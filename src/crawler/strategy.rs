//! Fetch strategy contract
//!
//! The coordinator only talks to [`FetchStrategy`]. The static (HTTP) and
//! rendered (headless browser) implementations live in `fetcher` and `renderer`;
//! [`Fetcher::acquire`] picks one by job mode.

use crate::config::{CrawlConfig, CrawlMode};
use crate::crawler::fetcher::StaticFetcher;
use crate::crawler::renderer::RenderedFetcher;
use crate::output::ErrorClass;
use crate::EngineError;
use async_trait::async_trait;
use std::sync::Arc;
use std::time::Duration;
use thiserror::Error;
use url::Url;

/// A document as returned by one fetch strategy call
#[derive(Debug, Clone)]
pub struct FetchedDocument {
    /// URL after redirects
    pub final_url: Url,
    pub status_code: u16,
    pub content_type: Option<String>,
    pub body: String,
    pub elapsed: Duration,

    /// Base64 PNG, rendered mode with screenshots enabled
    pub screenshot: Option<String>,

    /// Exceptions and console errors logged by page scripts
    pub js_errors: Vec<String>,

    /// True when `body` is a serialized DOM after script execution
    pub rendered: bool,
}

impl FetchedDocument {
    /// Returns true if the content type is HTML (or missing, which browsers treat as HTML)
    pub fn is_html(&self) -> bool {
        match &self.content_type {
            None => true,
            Some(ct) => {
                let ct = ct.to_ascii_lowercase();
                ct.contains("text/html") || ct.contains("application/xhtml")
            }
        }
    }
}

/// Failure of a single fetch attempt
#[derive(Debug, Clone, Error)]
pub enum FetchError {
    #[error("Request timed out after {0:?}")]
    Timeout(Duration),

    #[error("Connection failed: {0}")]
    Connection(String),

    #[error("HTTP {status}")]
    Http { status: u16 },

    #[error("Render failed: {0}")]
    Render(String),
}

impl FetchError {
    /// Client errors (4xx) will not change on retry; everything else might
    pub fn is_retryable(&self) -> bool {
        !matches!(self, Self::Http { status } if (400..500).contains(status))
    }

    pub fn class(&self) -> ErrorClass {
        match self {
            Self::Timeout(_) => ErrorClass::FetchTimeout,
            Self::Connection(_) => ErrorClass::FetchConnection,
            Self::Http { .. } => ErrorClass::FetchHttp,
            Self::Render(_) => ErrorClass::Render,
        }
    }
}

/// One way of turning a URL into a document
#[async_trait]
pub trait FetchStrategy: Send + Sync {
    /// Short name used in logs
    fn name(&self) -> &'static str;

    async fn fetch(&self, url: &Url) -> Result<FetchedDocument, FetchError>;

    /// Whether in-flight fetches should be aborted (rather than drained) on cancel
    fn aborts_in_flight_on_cancel(&self) -> bool {
        false
    }

    /// Frees pooled resources; fetches after this fail
    async fn release(&self);
}

/// Factory over the available strategies, keyed by [`CrawlMode`]
pub enum Fetcher {
    Static(StaticFetcher),
    Rendered(RenderedFetcher),
}

impl Fetcher {
    /// Acquires the pooled resources for the configured mode
    ///
    /// For static mode this builds the HTTP client; for rendered mode it
    /// launches the browser and opens the shared context.
    pub async fn acquire(config: &CrawlConfig) -> Result<Self, EngineError> {
        match config.crawl.mode {
            CrawlMode::Static => Ok(Self::Static(StaticFetcher::new(&config.crawl)?)),
            CrawlMode::Rendered => Ok(Self::Rendered(
                RenderedFetcher::launch(&config.crawl, &config.rendered).await?,
            )),
        }
    }

    pub fn into_strategy(self) -> Arc<dyn FetchStrategy> {
        match self {
            Self::Static(fetcher) => Arc::new(fetcher),
            Self::Rendered(fetcher) => Arc::new(fetcher),
        }
    }
}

━━━━━━━━━━━━━━━━━━━━━━━━━━━━━━

Task prompt:
Up to and including the line with "use url::Url;", restate the records above word for word from the very first line.

Solution for this problem:
filename src/crawler/strategy.rs
//! Fetch strategy contract
//!
//! The coordinator only talks to [`FetchStrategy`]. The static (HTTP) and
//! rendered (headless browser) implementations live in `fetcher` and `renderer`;
//! [`Fetcher::acquire`] picks one by job mode.

use crate::config::{CrawlConfig, CrawlMode};
use crate::crawler::fetcher::StaticFetcher;
use crate::crawler::renderer::RenderedFetcher;
use crate::output::ErrorClass;
use crate::EngineError;
use async_trait::async_trait;
use std::sync::Arc;
use std::time::Duration;
use thiserror::Error;
use url::Url;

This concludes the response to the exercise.